Благодаря мастерскому описанию Стриндбергом симптомов и течения своего заболевания его произведения могут служить своеобразным «литературным учебником» по шизофрении. Это редчайший случай подлинно талантливого и глубокого описания больным своих переживаний. Поэтому можно смело утверждать, что автобиографические повести и романы Стриндберга имеют не только литературную, но и огромную научную ценность.

Не менее ярким проявлением болезненного мироощущения было проникнуто творчество немецкого поэта Иоганна Кристиана Фридриха Гёльдерлина (1770 - 1843). Заболевание его впервые проявило себя в 1800 году, когда Гёльдерлину исполнилось 30 лет. Спустя два года расстройства психики стали настолько серьезными, что родные были вынуждены поместить Гёльдерлина в психиатрическую лечебницу.

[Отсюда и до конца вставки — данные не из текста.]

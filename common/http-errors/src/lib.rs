use axum::{http::{HeaderValue, StatusCode}, response::{IntoResponse, Response}, Json};
use serde::Serialize;
use serde_json::Value;

/// Wire shape shared by every response: `{ success, msg, data }`.
#[derive(Serialize, Debug)]
pub struct Envelope<T> {
    pub success: bool,
    pub msg: String,
    pub data: T,
}

/// Successful response body; always rendered with HTTP 200 and `msg = "success"`.
#[derive(Debug)]
pub struct Success<T>(pub T);

pub fn success<T: Serialize>(data: T) -> Success<T> { Success(data) }

impl<T: Serialize> IntoResponse for Success<T> {
    fn into_response(self) -> Response {
        let body = Envelope { success: true, msg: "success".to_string(), data: self.0 };
        (StatusCode::OK, Json(body)).into_response()
    }
}

#[derive(Debug)]
pub enum ApiError {
    /// Rejected input. Rendered with the envelope's default status (200).
    Validation { code: &'static str, message: String },
    Unauthorized { code: &'static str, message: &'static str },
    Internal { message: String, detail: Option<String> },
}

impl ApiError {
    pub fn validation(code: &'static str, message: impl Into<String>) -> Self {
        Self::Validation { code, message: message.into() }
    }

    pub fn unauthorized(code: &'static str, message: &'static str) -> Self {
        Self::Unauthorized { code, message }
    }

    /// `expose_detail` is only set in development builds of the server.
    pub fn internal<E: std::fmt::Display>(e: E, expose_detail: bool) -> Self {
        Self::Internal {
            message: "internal server error".to_string(),
            detail: expose_detail.then(|| e.to_string()),
        }
    }

    pub fn status(&self) -> StatusCode {
        match self {
            ApiError::Validation { .. } => StatusCode::OK,
            ApiError::Unauthorized { .. } => StatusCode::UNAUTHORIZED,
            ApiError::Internal { .. } => StatusCode::INTERNAL_SERVER_ERROR,
        }
    }

    pub fn code(&self) -> &'static str {
        match self {
            ApiError::Validation { code, .. } | ApiError::Unauthorized { code, .. } => code,
            ApiError::Internal { .. } => "internal_error",
        }
    }

    pub fn message(&self) -> &str {
        match self {
            ApiError::Validation { message, .. } => message,
            ApiError::Unauthorized { message, .. } => message,
            ApiError::Internal { message, .. } => message,
        }
    }
}

impl std::fmt::Display for ApiError {
    fn fmt(&self, f: &mut std::fmt::Formatter<'_>) -> std::fmt::Result {
        write!(f, "{} ({})", self.message(), self.code())
    }
}

impl std::error::Error for ApiError {}

impl IntoResponse for ApiError {
    fn into_response(self) -> Response {
        let status = self.status();
        let error_code = self.code();
        let (msg, data) = match self {
            ApiError::Validation { message, .. } => (message, Value::Null),
            ApiError::Unauthorized { message, .. } => (message.to_string(), Value::Null),
            ApiError::Internal { message, detail } => (
                message,
                detail.map(|detail| serde_json::json!({ "detail": detail })).unwrap_or(Value::Null),
            ),
        };
        let body = Envelope { success: false, msg, data };
        let mut resp = (status, Json(body)).into_response();
        if let Ok(val) = HeaderValue::from_str(error_code) {
            resp.headers_mut().insert("X-Error-Code", val);
        }
        resp
    }
}

pub type ApiResult<T> = Result<T, ApiError>;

Иные миры: Королева безумия (СИ) - _34.jpg

Иоганн Гёльдерлин. Портрет работы Ф. Химера. 1792 г.

Первыми признаками начинающейся болезни стали необычайная раздражительность и падение работоспособности. Гёльдерлин проводит «много хороших часов в полу-бессмысленной задумчивости», в ощущении «какого-то оглушающего беспокойства», его состояние постоянно меняется — он то чувствует себя «слишком рассудительным и замкнутым», то «часто — как лёд». Нарастает чувство отчужденности и одиночества. В марте 1801 года Гёльдерлин пишет своему брату:

«Я чувствую, что мы уже не так любим друг друга, как раньше; это началось давно, и виноват в этом я. Я первый взял этот холодный тон... меня охватило какое-то неверие в вечную любовь... я боролся до смертной усталости, чтобы удержать ту, более высокую, жизнь в вере и созерцании, да, я боролся, испытывая страдания, которые, судя по всему, превосходят своею силой всё прочее, что только способен выдержать человек с твердостию железа. В конце концов, поскольку сердце было надорвано более чем с одной стороны, но всё же держалось, я не мог избежать того, чтобы не втянуть себя — теперь уже и мыслями — в то злое отчаяние, которого вся загадка — что более важно: животрепещущее или вечное — так легко решается одним ясным взглядом».

В 1802 году Гёльдерлин неожиданно бросает место домашнего учителя в Бордо и возвращается домой. Близкие отмечают у него явные признаки безумия. Шеллинг так описывает его состояние:

«Дух совершенно расстроен... в полном отсутствии сознания... отталкивающе пренебрегает своей внешностью... Поведение помешанного... тих и обращен в себя».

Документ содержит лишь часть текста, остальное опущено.